___ Information provided ___

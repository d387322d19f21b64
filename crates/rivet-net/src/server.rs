//! TcpServer: acceptor + loop pool + connection map.
//!
//! New descriptors are distributed round-robin over the worker loops; each
//! connection is named `"<server>-<peer>#<seq>"` and kept in the map under
//! that name until its close callback unregisters it.

use std::collections::HashMap;
use std::net::{SocketAddr, TcpStream};
use std::sync::atomic::{AtomicBool, AtomicU64, Ordering};
use std::sync::{Arc, Weak};

use parking_lot::Mutex;
use tracing::{info, warn};

use rivet_core::{Config, Result};
use rivet_reactor::{Channel, EventLoopPool, LoopHandle, LoopInit};

use crate::acceptor::Acceptor;
use crate::connection::{
    ConnectionCallback, MessageCallback, TcpConnection, WriteCompleteCallback,
};
use crate::sock;

#[derive(Default)]
struct ServerCallbacks {
    connection: Option<ConnectionCallback>,
    message: Option<MessageCallback>,
    write_complete: Option<WriteCompleteCallback>,
    thread_init: Option<LoopInit>,
}

/// TCP server composing the acceptor with the worker loop pool.
pub struct TcpServer {
    base: LoopHandle,
    name: String,
    acceptor: Arc<Acceptor>,
    pool: Arc<EventLoopPool>,
    connections: Mutex<HashMap<String, Arc<TcpConnection>>>,
    next_conn_id: AtomicU64,
    started: AtomicBool,
    config: Config,
    cbs: Mutex<ServerCallbacks>,
}

impl TcpServer {
    /// Binds the listening socket; the server starts accepting on
    /// [`start`](TcpServer::start).
    pub fn new(
        base: LoopHandle,
        name: impl Into<String>,
        listen_addr: SocketAddr,
        config: Config,
    ) -> Result<Arc<TcpServer>> {
        let name = name.into();
        let acceptor = Acceptor::new(base.clone(), listen_addr, &config)?;
        let pool = Arc::new(EventLoopPool::new(base.clone(), name.clone()));
        let server = Arc::new(TcpServer {
            base,
            name,
            acceptor,
            pool,
            connections: Mutex::new(HashMap::new()),
            next_conn_id: AtomicU64::new(0),
            started: AtomicBool::new(false),
            config,
            cbs: Mutex::new(ServerCallbacks::default()),
        });
        let weak = Arc::downgrade(&server);
        server.acceptor.set_new_connection_callback(Box::new(
            move |stream: TcpStream, peer: SocketAddr| {
                if let Some(server) = weak.upgrade() {
                    server.new_connection(stream, peer);
                }
            },
        ));
        Ok(server)
    }

    /// Address the listening socket is bound to.
    pub fn listen_addr(&self) -> SocketAddr {
        self.acceptor.local_addr()
    }

    /// Server name used as the connection-name prefix.
    pub fn name(&self) -> &str {
        &self.name
    }

    /// Handle of the base (acceptor) loop.
    pub fn base_loop(&self) -> LoopHandle {
        self.base.clone()
    }

    /// Number of live connections.
    pub fn connection_count(&self) -> usize {
        self.connections.lock().len()
    }

    /// Installs the connection callback applied to every new connection.
    pub fn set_connection_callback(&self, cb: ConnectionCallback) {
        self.cbs.lock().connection = Some(cb);
    }

    /// Installs the message callback applied to every new connection.
    pub fn set_message_callback(&self, cb: MessageCallback) {
        self.cbs.lock().message = Some(cb);
    }

    /// Installs the write-complete callback applied to every new connection.
    pub fn set_write_complete_callback(&self, cb: WriteCompleteCallback) {
        self.cbs.lock().write_complete = Some(cb);
    }

    /// Installs the per-worker-thread init callback; runs before each worker
    /// loop starts.
    pub fn set_thread_init_callback(&self, cb: LoopInit) {
        self.cbs.lock().thread_init = Some(cb);
    }

    /// Starts the worker pool and begins accepting. Idempotent.
    pub fn start(self: &Arc<Self>) -> Result<()> {
        if self.started.swap(true, Ordering::AcqRel) {
            return Ok(());
        }
        let init = self.cbs.lock().thread_init.clone();
        self.pool.start(self.config.worker_threads, init)?;
        self.acceptor.listen();
        info!(
            "server {} listening on {} with {} workers",
            self.name,
            self.listen_addr(),
            self.config.worker_threads
        );
        Ok(())
    }

    fn new_connection(self: &Arc<Self>, stream: TcpStream, peer: SocketAddr) {
        let io_loop = self.pool.next_loop();
        let id = self.next_conn_id.fetch_add(1, Ordering::Relaxed) + 1;
        let conn_name = format!("{}-{}#{}", self.name, peer, id);
        let local = stream.local_addr().unwrap_or_else(|_| sock::unspecified_addr());
        info!("server {}: new connection [{}]", self.name, conn_name);

        let conn = TcpConnection::new(
            io_loop.clone(),
            conn_name.clone(),
            stream,
            local,
            peer,
            &self.config,
        );
        {
            let cbs = self.cbs.lock();
            if let Some(cb) = cbs.connection.clone() {
                conn.set_connection_callback(cb);
            }
            if let Some(cb) = cbs.message.clone() {
                conn.set_message_callback(cb);
            }
            if let Some(cb) = cbs.write_complete.clone() {
                conn.set_write_complete_callback(cb);
            }
        }
        let weak: Weak<TcpServer> = Arc::downgrade(self);
        conn.set_close_callback(Arc::new(move |c: &Arc<TcpConnection>| {
            match weak.upgrade() {
                Some(server) => server.remove_connection(c),
                None => {
                    // Server already gone: still tear the connection down.
                    let conn = Arc::clone(c);
                    c.owner_loop().queue_in_loop(move |lp| conn.connect_destroyed(lp));
                }
            }
        }));
        self.connections.lock().insert(conn_name, Arc::clone(&conn));
        io_loop.run_in_loop(move |lp| conn.connect_established(lp));
    }

    fn remove_connection(self: &Arc<Self>, conn: &Arc<TcpConnection>) {
        let this = Arc::clone(self);
        let conn = Arc::clone(conn);
        self.base.run_in_loop(move |_| {
            info!("server {}: remove connection [{}]", this.name, conn.name());
            if this.connections.lock().remove(conn.name()).is_none() {
                warn!("server {}: connection [{}] was not mapped", this.name, conn.name());
            }
            let c = Arc::clone(&conn);
            conn.owner_loop().queue_in_loop(move |lp| c.connect_destroyed(lp));
        });
    }
}

impl Drop for TcpServer {
    fn drop(&mut self) {
        for (_, conn) in self.connections.lock().drain() {
            let c = Arc::clone(&conn);
            conn.owner_loop().run_in_loop(move |lp| c.connect_destroyed(lp));
        }
        // The acceptor channel holds the last strong acceptor reference via
        // its read callback; removing it closes the listening socket.
        let fd = self.acceptor.fd();
        self.base.queue_in_loop(move |lp| {
            if let Some(ch) = lp.channel_for(fd) {
                Channel::disable_all(&ch, lp);
                lp.remove_channel(&ch);
            }
        });
    }
}

impl std::fmt::Debug for TcpServer {
    fn fmt(&self, f: &mut std::fmt::Formatter<'_>) -> std::fmt::Result {
        f.debug_struct("TcpServer")
            .field("name", &self.name)
            .field("listen_addr", &self.listen_addr())
            .field("connections", &self.connection_count())
            .finish()
    }
}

___

* _Task statement_: In the listing above, locate the line with "if let Some(server)" and the line with "pub fn listen_addr(&self)", then extract exactly those lines and every line between them, and nothing more.

* _Exercise solution_:
                if let Some(server) = weak.upgrade() {
                    server.new_connection(stream, peer);
                }
            },
        ));
        Ok(server)
    }

    /// Address the listening socket is bound to.
    pub fn listen_addr(&self) -> SocketAddr {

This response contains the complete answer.